//! Newtype wrappers for component ids and table handles.
//!
//! These keep a table handle from being passed where a component id is
//! expected (and vice versa) even though both are plain strings on the wire.

use serde::{Deserialize, Serialize};
use std::fmt;
use std::hash::Hash;
use std::sync::Arc;

/// The identifier of a component node in an authored or instantiated tree.
#[derive(Debug, Clone, Eq, PartialEq, Hash, Serialize, Deserialize)]
#[serde(transparent)]
pub struct ComponentId(Arc<str>);

impl ComponentId {
    /// Creates a new ComponentId from a string
    pub fn new(id: impl Into<Arc<str>>) -> Self {
        Self(id.into())
    }

    /// Returns the string representation of this component id
    pub fn as_str(&self) -> &str {
        &self.0
    }

    /// Derives the id of a per-row clone. The same `(id, suffix)` pair always
    /// yields the same id, so a row keeps its identity across re-renders.
    pub fn with_suffix(&self, suffix: &str) -> Self {
        if suffix.is_empty() {
            return self.clone();
        }
        Self(format!("{}{}", self.0, suffix).into())
    }
}

impl From<String> for ComponentId {
    fn from(s: String) -> Self {
        Self(s.into())
    }
}

impl From<&str> for ComponentId {
    fn from(s: &str) -> Self {
        Self(s.into())
    }
}

impl AsRef<str> for ComponentId {
    fn as_ref(&self) -> &str {
        &self.0
    }
}

impl fmt::Display for ComponentId {
    fn fmt(&self, f: &mut fmt::Formatter<'_>) -> fmt::Result {
        write!(f, "{}", self.0)
    }
}

/// An opaque handle to an application table: either its name or its id.
/// Only a collection provider knows how to turn it into rows.
#[derive(Debug, Clone, Eq, PartialEq, Hash, Serialize, Deserialize)]
#[serde(transparent)]
pub struct TableRef(Arc<str>);

impl TableRef {
    /// Creates a new TableRef from a table name or id
    pub fn new(handle: impl Into<Arc<str>>) -> Self {
        Self(handle.into())
    }

    /// Returns the string representation of this handle
    pub fn as_str(&self) -> &str {
        &self.0
    }
}

impl From<String> for TableRef {
    fn from(s: String) -> Self {
        Self(s.into())
    }
}

impl From<&str> for TableRef {
    fn from(s: &str) -> Self {
        Self(s.into())
    }
}

impl AsRef<str> for TableRef {
    fn as_ref(&self) -> &str {
        &self.0
    }
}

impl fmt::Display for TableRef {
    fn fmt(&self, f: &mut fmt::Formatter<'_>) -> fmt::Result {
        write!(f, "{}", self.0)
    }
}
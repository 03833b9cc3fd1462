//! Locale-aware formatting of resolved template values.
//!
//! A format spec is the segment after the pipe in `{{price|currency:USD}}`.
//! Formatting is total: `null` becomes the empty string, and values that do
//! not fit the requested kind print in their plain form instead of failing.

pub mod date;
pub mod locale;
pub mod number;
pub mod spec;

pub use date::{apply_pattern, format_temporal, parse_datetime_str, to_datetime};
pub use locale::Locale;
pub use spec::{FormatKind, FormatSpec};

use bindery_types::{display_value, to_number};
use serde_json::Value;

pub const DEFAULT_CURRENCY: &str = "USD";
pub const DEFAULT_NUMBER_DECIMALS: usize = 2;
pub const DEFAULT_PERCENT_DECIMALS: usize = 0;

/// Formats a value with the default (`en-US`) locale.
pub fn format_value(value: &Value, spec: &FormatSpec) -> String {
    format_value_with_locale(value, spec, &Locale::default())
}

/// Formats a value. A trailing locale argument in the spec (`number:2:de-DE`)
/// takes precedence over `locale`.
pub fn format_value_with_locale(value: &Value, spec: &FormatSpec, locale: &Locale) -> String {
    if value.is_null() {
        return String::new();
    }
    match spec.kind {
        FormatKind::Date | FormatKind::Time | FormatKind::DateTime => format_temporal(value, spec),
        FormatKind::Number | FormatKind::Currency | FormatKind::Percentage => {
            format_numeric(value, spec, locale)
        }
    }
}

fn format_numeric(value: &Value, spec: &FormatSpec, locale: &Locale) -> String {
    let Some(n) = to_number(value) else {
        log::debug!(
            "Value {} is not numeric; ignoring '{}' format",
            value,
            spec.kind.as_str()
        );
        return display_value(value);
    };

    let override_locale = spec
        .args
        .iter()
        .skip(1)
        .find(|a| Locale::looks_like_tag(a))
        .map(|tag| Locale::parse(tag));
    let locale = override_locale.as_ref().unwrap_or(locale);

    match spec.kind {
        FormatKind::Percentage => {
            let decimals = decimals_arg(spec, DEFAULT_PERCENT_DECIMALS);
            number::format_percentage(n, decimals, locale)
        }
        FormatKind::Currency => {
            let code = spec
                .arg(0)
                .filter(|c| c.len() == 3 && c.chars().all(|ch| ch.is_ascii_alphabetic()))
                .unwrap_or(DEFAULT_CURRENCY);
            number::format_currency(n, code, locale)
        }
        _ => {
            let decimals = decimals_arg(spec, DEFAULT_NUMBER_DECIMALS);
            number::format_fixed(n, decimals, locale)
        }
    }
}

fn decimals_arg(spec: &FormatSpec, default: usize) -> usize {
    spec.arg(0)
        .and_then(|a| a.parse::<usize>().ok())
        .map(|d| d.min(20))
        .unwrap_or(default)
}
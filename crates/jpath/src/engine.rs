//! The evaluation engine for resolving a parsed path against a context.
use super::aggregate::{AggregateFn, aggregate, evaluate_aggregation};
use super::ast::{PathExpr, PathSegment};
use super::context::Context;
use super::parser::parse_path;
use bindery_traits::{CollectionProvider, ProviderError};
use serde_json::Value;
use std::borrow::Cow;

pub const DATE_FORMAT: &str = "%Y-%m-%d";
pub const TIME_FORMAT: &str = "%H:%M:%S";
pub const DATETIME_FORMAT: &str = "%Y-%m-%dT%H:%M:%S";

/// Root names that are computed rather than looked up.
pub const SYNTHETIC_ROOTS: &[&str] = &[
    "item",
    "index",
    "user",
    "now",
    "today",
    "tomorrow",
    "yesterday",
];

pub fn is_synthetic(name: &str) -> bool {
    SYNTHETIC_ROOTS.contains(&name)
}

/// A container for all state needed during path evaluation.
#[derive(Clone, Copy)]
pub struct EvaluationContext<'a> {
    pub context: &'a Context,
    pub provider: &'a dyn CollectionProvider,
}

impl<'a> EvaluationContext<'a> {
    pub fn new(context: &'a Context, provider: &'a dyn CollectionProvider) -> Self {
        Self { context, provider }
    }

    /// The same provider over a different context (e.g., a scoped row).
    pub fn with_context<'b>(&self, context: &'b Context) -> EvaluationContext<'b>
    where
        'a: 'b,
    {
        EvaluationContext {
            context,
            provider: self.provider,
        }
    }
}

/// Resolves a path string. Unparseable paths and misses at any depth yield `null`.
pub fn resolve(path: &str, e_ctx: &EvaluationContext) -> Value {
    match parse_path(path) {
        Ok(expr) => resolve_path(&expr, e_ctx),
        Err(e) => {
            log::debug!("Unresolvable path: {}", e);
            Value::Null
        }
    }
}

/// Resolves a compiled path.
pub fn resolve_path(expr: &PathExpr, e_ctx: &EvaluationContext) -> Value {
    match expr.split_call() {
        (prefix, Some((func, field))) => resolve_aggregation(prefix, func, field, e_ctx),
        (segments, None) => select(segments, e_ctx),
    }
}

fn select(segments: &[PathSegment], e_ctx: &EvaluationContext) -> Value {
    let Some((PathSegment::Key(root), rest)) = segments.split_first() else {
        return Value::Null;
    };
    match resolve_root(root, rest, e_ctx) {
        Some((base, rest)) => walk(&base, rest).cloned().unwrap_or(Value::Null),
        None => Value::Null,
    }
}

fn resolve_aggregation(
    prefix: &[PathSegment],
    func: AggregateFn,
    field: Option<&str>,
    e_ctx: &EvaluationContext,
) -> Value {
    // A bare table name goes straight to the provider so its rows are not
    // copied into a JSON array first.
    if let [PathSegment::Key(name)] = prefix
        && !is_synthetic(name)
        && e_ctx.context.lookup(name).is_none()
    {
        return evaluate_aggregation(name, func, field, e_ctx.provider);
    }

    match select(prefix, e_ctx) {
        Value::Array(rows) => aggregate(&rows, func, field),
        other => {
            if !other.is_null() {
                log::debug!("Cannot aggregate a non-collection value; treating as empty");
            }
            aggregate(&[], func, field)
        }
    }
}

/// Resolves the first segment, returning the base value and the segments
/// still to walk. Synthetic roots such as `now.date` may consume more than one.
fn resolve_root<'a, 's>(
    root: &str,
    rest: &'s [PathSegment],
    e_ctx: &EvaluationContext<'a>,
) -> Option<(Cow<'a, Value>, &'s [PathSegment])> {
    let ctx = e_ctx.context;
    let now = ctx.now();
    let formatted = |fmt: &str, date: chrono::NaiveDateTime| {
        Cow::Owned(Value::String(date.format(fmt).to_string()))
    };

    match root {
        "item" => ctx.item().map(|item| (Cow::Borrowed(item), rest)),
        "index" => ctx.index().map(|i| (Cow::Owned(Value::from(i)), rest)),
        "user" => ctx.user().map(|user| (Cow::Borrowed(user), rest)),
        "now" => match rest.split_first() {
            Some((PathSegment::Key(k), tail)) if k == "date" => {
                Some((formatted(DATE_FORMAT, now), tail))
            }
            Some((PathSegment::Key(k), tail)) if k == "time" => {
                Some((formatted(TIME_FORMAT, now), tail))
            }
            _ => Some((formatted(DATETIME_FORMAT, now), rest)),
        },
        "today" => Some((formatted(DATE_FORMAT, now), rest)),
        "tomorrow" => now
            .date()
            .succ_opt()
            .map(|d| (formatted(DATE_FORMAT, d.and_time(now.time())), rest)),
        "yesterday" => now
            .date()
            .pred_opt()
            .map(|d| (formatted(DATE_FORMAT, d.and_time(now.time())), rest)),
        name => match ctx.lookup(name) {
            Some(value) => Some((Cow::Borrowed(value), rest)),
            None => resolve_table(name, rest, e_ctx),
        },
    }
}

/// Falls back to the table namespace. A directly following index picks a
/// single row without materializing the whole table.
fn resolve_table<'a, 's>(
    name: &str,
    rest: &'s [PathSegment],
    e_ctx: &EvaluationContext<'a>,
) -> Option<(Cow<'a, Value>, &'s [PathSegment])> {
    let rows = match e_ctx.provider.query(name) {
        Ok(rows) => rows,
        Err(ProviderError::NotFound(_)) => {
            log::debug!("'{}' is neither a context variable nor a table", name);
            return None;
        }
        Err(e) => {
            log::warn!(
                "Provider '{}' failed for '{}': {}",
                e_ctx.provider.name(),
                name,
                e
            );
            return None;
        }
    };

    match rest.split_first() {
        Some((PathSegment::Index(i), tail)) => rows
            .get(*i)
            .map(|row| (Cow::Owned(Value::Object(row.clone())), tail)),
        _ => Some((
            Cow::Owned(Value::Array(
                rows.iter().cloned().map(Value::Object).collect(),
            )),
            rest,
        )),
    }
}

fn walk<'v>(mut current: &'v Value, segments: &[PathSegment]) -> Option<&'v Value> {
    for segment in segments {
        current = match segment {
            PathSegment::Key(k) => step(current, k)?,
            PathSegment::Index(i) => current.as_array()?.get(*i)?,
            PathSegment::Call { .. } => return None,
        };
    }
    Some(current)
}

/// One key step. Numeric keys index arrays (`items.0`).
fn step<'v>(value: &'v Value, key: &str) -> Option<&'v Value> {
    match value {
        Value::Object(map) => map.get(key),
        Value::Array(items) => key.parse::<usize>().ok().and_then(|i| items.get(i)),
        _ => None,
    }
}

- - -

# EXERCISE DESCRIPTION:
Search the data above for the string "Borrowed" and return every line that has it.

# SOLUTION TO THIS PROBLEM:
        "item" => ctx.item().map(|item| (Cow::Borrowed(item), rest)),
        "user" => ctx.user().map(|user| (Cow::Borrowed(user), rest)),
            Some(value) => Some((Cow::Borrowed(value), rest)),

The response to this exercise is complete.